Lung cancer is the leading cause of cancer deaths in the United States . Non–small cell lung cancer (NSCLC) represents 80% of all lung cancers . At the time of NSCLC diagnosis, 40–50% of patients already have stage 4 disease and a 5-year survival rate of <1%. Up to one-half of the remaining patients who undergo curative surgery will have recurrence with metastatic disease [1,3]. At present, there are no treatments that target the process of metastatic spread.
Vimentin, a type 3 intermediate filament, is involved in multiple steps of the metastatic cascade, including epithelial-to mesenchymal transition (EMT), breach of the basement membrane, dissociation of cells from the original tumor, invasion into new tissue, and establishment at a secondary site . Vimentin expression is upregulated in NSCLC and is used as a diagnostic marker to distinguish between the initial progression of localized epithelial cells and the invasive spread of metastatic tumor cells [4,5].
Multiple gene abnormalities contribute to the development of NSCLC. Two of the most common mutations are to the oncogene Kras and to the tumor suppressor gene p53 . To investigate the role of vimentin in the development and progression of NSCLC, we use a mouse model in which lung adenocarcinomas are induced by Cre recombinase–mediated expression of a mutant Kras allele. We crossed these mice with mice harboring floxed alleles of Tp53 to create a model of metastatic lung cancer.
We then crossed the resultant mice with vimentin-null mice. Compared with wild-type mice with induced lung adenocarcinoma, the vimentin-null mice had prolonged survival, decreased tumor burden, and decreased lymph node involvement, suggesting a reduction in the spread of metastatic cancer cells.

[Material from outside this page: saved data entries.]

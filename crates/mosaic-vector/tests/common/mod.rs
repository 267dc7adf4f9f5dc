#![allow(dead_code)]

use std::collections::HashMap;
use std::sync::atomic::{AtomicUsize, Ordering};
use std::time::Duration;

use anyhow::anyhow;
use mosaic_core::corpus::InMemoryCorpus;
use mosaic_core::traits::EmbeddingProvider;
use mosaic_embed::HashEmbedder;

pub fn pets_corpus() -> InMemoryCorpus {
    InMemoryCorpus::from_pairs("pets", [("d1", "cats are mammals"), ("d2", "dogs are mammals"), ("d3", "rockets reach orbit")])
}

pub fn numbered_corpus(snapshot: &str, n: usize) -> InMemoryCorpus {
    InMemoryCorpus::from_pairs(snapshot, (1..=n).map(|i| (format!("doc{i}"), format!("document number {i} about topic {}", i % 3))))
}

/// Exact vectors for known texts, hashed trigrams for everything else.
pub struct TableEmbedder {
    version: String,
    table: HashMap<String, Vec<f32>>,
    fallback: HashEmbedder,
}

impl TableEmbedder {
    pub fn new(dim: usize, entries: &[(&str, Vec<f32>)]) -> Self {
        Self {
            version: format!("table-d{dim}"),
            table: entries.iter().map(|(t, v)| (t.to_string(), v.clone())).collect(),
            fallback: HashEmbedder::new(dim),
        }
    }
}

impl EmbeddingProvider for TableEmbedder {
    fn model_version(&self) -> &str { &self.version }
    fn dim(&self) -> usize { self.fallback.dim() }
    fn embed_many(&self, texts: &[String]) -> anyhow::Result<Vec<Vec<f32>>> {
        Ok(texts.iter().map(|t| self.table.get(t).cloned().unwrap_or_else(|| self.fallback.embed_text(t))).collect())
    }
}

/// Fails once the `fail_at`-th document (1-based) reaches the provider.
pub struct FailingEmbedder {
    inner: HashEmbedder,
    fail_at: usize,
    seen: AtomicUsize,
}

impl FailingEmbedder {
    pub fn new(dim: usize, fail_at: usize) -> Self {
        Self { inner: HashEmbedder::new(dim), fail_at, seen: AtomicUsize::new(0) }
    }
}

impl EmbeddingProvider for FailingEmbedder {
    fn model_version(&self) -> &str { self.inner.model_version() }
    fn dim(&self) -> usize { self.inner.dim() }
    fn embed_many(&self, texts: &[String]) -> anyhow::Result<Vec<Vec<f32>>> {
        let before = self.seen.fetch_add(texts.len(), Ordering::SeqCst);
        if before < self.fail_at && self.fail_at <= before + texts.len() {
            return Err(anyhow!("provider crashed on document {}", self.fail_at));
        }
        self.inner.embed_many(texts)
    }
}

/// Counts calls and sleeps in each one to widen race windows.
pub struct SlowEmbedder {
    inner: HashEmbedder,
    delay: Duration,
    pub calls: AtomicUsize,
}

impl SlowEmbedder {
    pub fn new(dim: usize, delay: Duration) -> Self {
        Self { inner: HashEmbedder::new(dim), delay, calls: AtomicUsize::new(0) }
    }
}

impl EmbeddingProvider for SlowEmbedder {
    fn model_version(&self) -> &str { self.inner.model_version() }
    fn dim(&self) -> usize { self.inner.dim() }
    fn embed_many(&self, texts: &[String]) -> anyhow::Result<Vec<Vec<f32>>> {
        self.calls.fetch_add(1, Ordering::SeqCst);
        std::thread::sleep(self.delay);
        self.inner.embed_many(texts)
    }
}

/// Returns vectors one element short.
pub struct ShortEmbedder(pub HashEmbedder);

impl EmbeddingProvider for ShortEmbedder {
    fn model_version(&self) -> &str { "short" }
    fn dim(&self) -> usize { self.0.dim() }
    fn embed_many(&self, texts: &[String]) -> anyhow::Result<Vec<Vec<f32>>> {
        Ok(texts.iter().map(|t| { let mut v = self.0.embed_text(t); v.pop(); v }).collect())
    }
}
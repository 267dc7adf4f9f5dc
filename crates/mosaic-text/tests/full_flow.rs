use tempfile::TempDir;

use mosaic_core::corpus::{InMemoryCorpus, TextDirCorpus};
use mosaic_core::error::Error;
use mosaic_core::traits::LexicalEngine;
use mosaic_core::types::{Backend, Document};
use mosaic_text::{LexicalIndexer, TantivyLexicalEngine};

fn pets_corpus() -> InMemoryCorpus {
    InMemoryCorpus::from_pairs("pets", [("d1", "cats are mammals"), ("d2", "dogs are mammals"), ("d3", "rockets reach orbit")])
}

fn build(corpus: &InMemoryCorpus) -> (TempDir, TantivyLexicalEngine) {
    let tmp = TempDir::new().unwrap();
    let dir = tmp.path().join("tantivy");
    let count = LexicalIndexer::create(&dir).expect("indexer").index_corpus(corpus).expect("index");
    assert_eq!(count, corpus.len());
    let engine = TantivyLexicalEngine::open(&dir).expect("engine");
    (tmp, engine)
}

#[test]
fn stemmed_overlap_surfaces_both_mammals() {
    let (_tmp, engine) = build(&pets_corpus());
    let hits = engine.search("mammal pets", 2).expect("search");
    assert_eq!(hits.len(), 2);
    let mut ids: Vec<&str> = hits.iter().map(|h| h.id.as_str()).collect();
    ids.sort();
    assert_eq!(ids, vec!["d1", "d2"]);
    assert!(hits.iter().all(|h| h.source == Backend::Lexical));
    assert!(hits[0].score >= hits[1].score);
}

#[test]
fn scores_are_non_increasing_and_bounded_by_k() {
    let corpus = InMemoryCorpus::new(
        "orbit",
        vec![
            Document::new("a", "orbit orbit orbit insertion"),
            Document::new("b", "rockets reach orbit"),
            Document::new("c", "a long text that only mentions orbit once among many other unrelated words here"),
            Document::new("d", "nothing relevant"),
        ],
    );
    let (_tmp, engine) = build(&corpus);
    let hits = engine.search("orbit", 10).expect("search");
    assert_eq!(hits.len(), 3, "only matching documents are returned");
    assert_eq!(hits[0].id, "a");
    for pair in hits.windows(2) { assert!(pair[0].score >= pair[1].score); }
    assert_eq!(engine.search("orbit", 1).unwrap().len(), 1);
    assert!(engine.search("orbit", 0).unwrap().is_empty());
}

#[test]
fn query_syntax_is_parsed_leniently() {
    let (_tmp, engine) = build(&pets_corpus());
    let hits = engine.search("cats AND (\"unbalanced", 3).expect("lenient parse never fails");
    assert!(hits.len() <= 3);
}

#[test]
fn document_text_joins_title_and_body() {
    let corpus = InMemoryCorpus::new("titled", vec![Document::new("Cat", "Cats are mammals.").with_title("Cat"), Document::new("x", "plain")]);
    let (_tmp, engine) = build(&corpus);
    assert_eq!(engine.document_text("Cat").unwrap().as_deref(), Some("Cat\nCats are mammals."));
    assert_eq!(engine.document_text("x").unwrap().as_deref(), Some("plain"));
    assert_eq!(engine.document_text("missing").unwrap(), None);
    assert_eq!(engine.num_docs(), 2);
}

#[test]
fn titles_are_searchable() {
    let corpus = InMemoryCorpus::new("titled", vec![Document::new("t1", "body words").with_title("Telescope"), Document::new("t2", "other body")]);
    let (_tmp, engine) = build(&corpus);
    let hits = engine.search("telescopes", 5).unwrap();
    assert_eq!(hits.len(), 1);
    assert_eq!(hits[0].id, "t1");
}

#[test]
fn text_directory_full_flow() {
    let data = TempDir::new().unwrap();
    std::fs::create_dir_all(data.path().join("fire")).unwrap();
    std::fs::write(data.path().join("fire/starting.txt"), "firecraft: starting a fire with flint").unwrap();
    std::fs::write(data.path().join("network.txt"), "computer networking basics").unwrap();
    let corpus = TextDirCorpus::open(data.path()).unwrap();

    let out = TempDir::new().unwrap();
    let count = LexicalIndexer::create(out.path()).unwrap().index_corpus(&corpus).unwrap();
    assert_eq!(count, 2);
    let engine = TantivyLexicalEngine::open(out.path()).unwrap();
    assert_eq!(engine.search("fire", 5).unwrap()[0].id, "fire/starting");
    assert_eq!(engine.search("networks", 5).unwrap()[0].id, "network");
}

#[test]
fn rebuilding_replaces_previous_index() {
    let tmp = TempDir::new().unwrap();
    LexicalIndexer::create(tmp.path()).unwrap().index_corpus(&pets_corpus()).unwrap();
    let second = InMemoryCorpus::from_pairs("other", [("z", "zebras")]);
    LexicalIndexer::create(tmp.path()).unwrap().index_corpus(&second).unwrap();
    let engine = TantivyLexicalEngine::open(tmp.path()).unwrap();
    assert_eq!(engine.num_docs(), 1);
    assert!(engine.search("mammals", 5).unwrap().is_empty());
}

#[test]
fn missing_index_is_an_external_backend_error() {
    let tmp = TempDir::new().unwrap();
    match TantivyLexicalEngine::open(tmp.path().join("nowhere")) {
        Err(Error::ExternalBackend(msg)) => assert!(msg.contains("mosaic index"), "actionable message: {msg}"),
        Err(other) => panic!("unexpected error {other:?}"),
        Ok(_) => panic!("opening a missing index must fail"),
    }
}

#[test]
fn duplicate_ids_are_rejected() {
    let tmp = TempDir::new().unwrap();
    let corpus = InMemoryCorpus::from_pairs("dups", [("a", "orbit orbit"), ("a", "orbit"), ("b", "orbit rocket launch pad")]);
    match LexicalIndexer::create(tmp.path()).unwrap().index_corpus(&corpus) {
        Err(Error::Corpus(msg)) => assert!(msg.contains("duplicate document id 'a'"), "message: {msg}"),
        other => panic!("unexpected outcome {other:?}"),
    }
    let engine = TantivyLexicalEngine::open(tmp.path()).unwrap();
    assert_eq!(engine.num_docs(), 0, "nothing is committed");
}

The compound withaferin A is a steroidal lactone that binds to vimentin and causes disassembly of the network. Withaferin A has been shown to inhibit cancer cell migration in vitro . When wild-type mice with induced lung adenocarcinoma were treated with withaferin A, they showed evidence of slower tumor progression than did untreated mice. These findings shine a hopeful light on the treatment of NSCLC in the future.